As for that guilt all humans share, Tentacruel declares war on the whole human race and makes it clear (with a rather scoldy tone) that this fate is one humans deserve. “Now,” the swarm-Meowth proclaims, “we’re going to destroy your world, your home, as you so foolishly tried to destroy ours, and none of you has the right to complain about it.” Misty seems to accept this, in the end–

Misty: Please listen… We humans understand that we’ve hurt you. We won’t destroy your homes anymore!
Tentacruel: If this happens again we will not stop. Remember this well! […]
Misty: Goodbye, Tentacruel. [quietly] We’ll remember.
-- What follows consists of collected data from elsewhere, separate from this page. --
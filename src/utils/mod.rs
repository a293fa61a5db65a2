use std::time::Instant;
use tracing::info;

/// A simple wall-clock timer for logging elapsed time.
pub struct Timer {
    label: String,
    start: Instant,
}

impl Timer {
    pub fn start(label: impl Into<String>) -> Self {
        let label = label.into();
        info!("⏱  Starting: {}", label);
        Self {
            label,
            start: Instant::now(),
        }
    }
}

impl Drop for Timer {
    fn drop(&mut self) {
        info!(
            "⏱  Finished: {} (took {:.2?})",
            self.label,
            self.start.elapsed()
        );
    }
}

/// Format a row count with thousands separators.
pub fn fmt_count(n: usize) -> String {
    let digits = n.to_string();
    let mut out = String::with_capacity(digits.len() + digits.len() / 3);
    for (i, ch) in digits.chars().enumerate() {
        if i > 0 && (digits.len() - i) % 3 == 0 {
            out.push(',');
        }
        out.push(ch);
    }
    out
}

#[cfg(test)]
mod tests {
    use super::*;

    #[test]
    fn test_fmt_count() {
        assert_eq!(fmt_count(1_234_567), "1,234,567");
        assert_eq!(fmt_count(0), "0");
        assert_eq!(fmt_count(42_000), "42,000");
        assert_eq!(fmt_count(999), "999");
    }
}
Yet although humans are at fault, they aren’t the only ones. Earlier Misty justly accused Tentacruel as well, shouting, “What you’re doing is wrong because it hurts pokémon and humans!” Tentacruel’s rage is justified–we are not supposed to like Nastina–but Tentacruel goes so far as to lose our sympathy. The humans can justifiably fight back because they paid for their faults. It’s okay once again to commit acts of violence against the non-human. As in most escapist apocalyptic fantasies, the destructive waters and fires of the deluge wash away  human civilization and human guilt.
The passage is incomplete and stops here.